We are commanded to be thankful in all circumstances (1 Thessalonians 5:18). What might this look like on Facebook?

Day 5: I am thankful for extra time to pray this morning while stuck in a traffic jam.

Trend # 3: A lack of communal gratitude. Now, the great irony with this one is that these  posts are being shared on platforms where the whole community can view them. But is this really practicing shared gratitude?

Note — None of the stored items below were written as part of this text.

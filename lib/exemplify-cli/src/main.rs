#![allow(missing_docs)]
use std::io::{self, Write};
use std::path::PathBuf;

use anyhow::{Context, Result, bail};
use tracing::{info, warn};
use tracing_subscriber::EnvFilter;

use exemplify_core::{ApiDocument, TracingDiagnostics, collect_document_examples};

const HELP: &str = "\
Print the resolved examples of an OpenAPI document, as JSON

USAGE:
  exemplify [OPTIONS] <FILE>

OPTIONS:
  -o, --owner <NAME>  Only print the examples of this operation
  -p, --pretty        Pretty print the JSON output
  -h, --help          Print this help

The log level is read from RUST_LOG (default: warn)
";

fn main() -> Result<()> {
    tracing_subscriber::fmt()
        .with_env_filter(
            EnvFilter::try_from_default_env().unwrap_or_else(|_| EnvFilter::new("warn")),
        )
        .with_writer(io::stderr)
        .init();

    let Some(AppArgs {
        file,
        owner,
        pretty,
    }) = AppArgs::parse().context("parsing arguments")?
    else {
        io::stdout().write_all(HELP.as_bytes())?;
        return Ok(());
    };

    let document = ApiDocument::from_path(&file)
        .with_context(|| format!("loading OpenAPI document {}", file.display()))?;

    let mut owners = collect_document_examples(&document, &mut TracingDiagnostics)
        .context("resolving examples")?;
    info!(count = owners.len(), "operations processed");

    if let Some(owner) = owner {
        owners.retain(|it| it.owner == owner);
        if owners.is_empty() {
            bail!("no operation named '{owner}' in {}", file.display());
        }
    }

    let mut stdout = io::stdout().lock();
    if pretty {
        serde_json::to_writer_pretty(&mut stdout, &owners)?;
    } else {
        serde_json::to_writer(&mut stdout, &owners)?;
    }
    writeln!(stdout)?;

    Ok(())
}

#[derive(Debug)]
struct AppArgs {
    file: PathBuf,
    owner: Option<String>,
    pretty: bool,
}

impl AppArgs {
    /// `None` when the help is requested.
    fn parse() -> Result<Option<Self>> {
        let mut pargs = pico_args::Arguments::from_env();

        if pargs.contains(["-h", "--help"]) {
            return Ok(None);
        }

        let pretty = pargs.contains(["-p", "--pretty"]);
        let owner = pargs
            .opt_value_from_str(["-o", "--owner"])
            .context("parsing owner argument")?;
        let file = pargs
            .free_from_str()
            .context("parsing the document path")?;

        let remaining = pargs.finish();
        if !remaining.is_empty() {
            warn!(?remaining, "Warning: unused arguments left");
        }

        Ok(Some(Self {
            file,
            owner,
            pretty,
        }))
    }
}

Maybe, but I am not so sure.

What would happen if instead of posting “I am thankful for pink jelly beans,” we asked a friend face to face “What are you thankful for today?”

Now, I know many of us are really enjoying these expressions of thankfulness, and if we find ourselves growing in gratitude because of this, then praise God.

But, here is my challenge for you: direct your gratitude upward in praise to God, try to think beyond the surface level, and try to incorporate another person in your thankfulness conversations (off line).

What about you: (1) Have you enjoyed reading people’s thankful lists? (2) Do you think we are developing gratitude in our lives through activities like this or just the appearance of gratitude? and (3) How do you encourage gratitude in your own families?

Sarah is the author of Bathsheba’s Responsibility in Light of Narrative Analysis, contributor to Vindicating the Vixens, and contributing editor for The Evangelism Study Bible. Some of her previous ministry experiences have included teaching and mentoring of adults and children in a wide variety of settings. Her small claim to fame is that she has worked with children of every age range from birth through high school over the past 20 years. She and her husband Ben reside in Richardson, Texas with their four children.


  • Nancy Jean


    I have to agree with you that many of the posts are me-centered.  However, I appreciate hearing those, as well.  One friend started posting them six weeks ago — and his have been exceptionally meaty, and have encouraged me!  Some people have a hard time shring deep thoughts openly, and I understand that, too.

    • Sarah Bowler


      Thanks for commenting Nancy Jean! I am truly glad to hear how you've been encouraged through your friend's posts.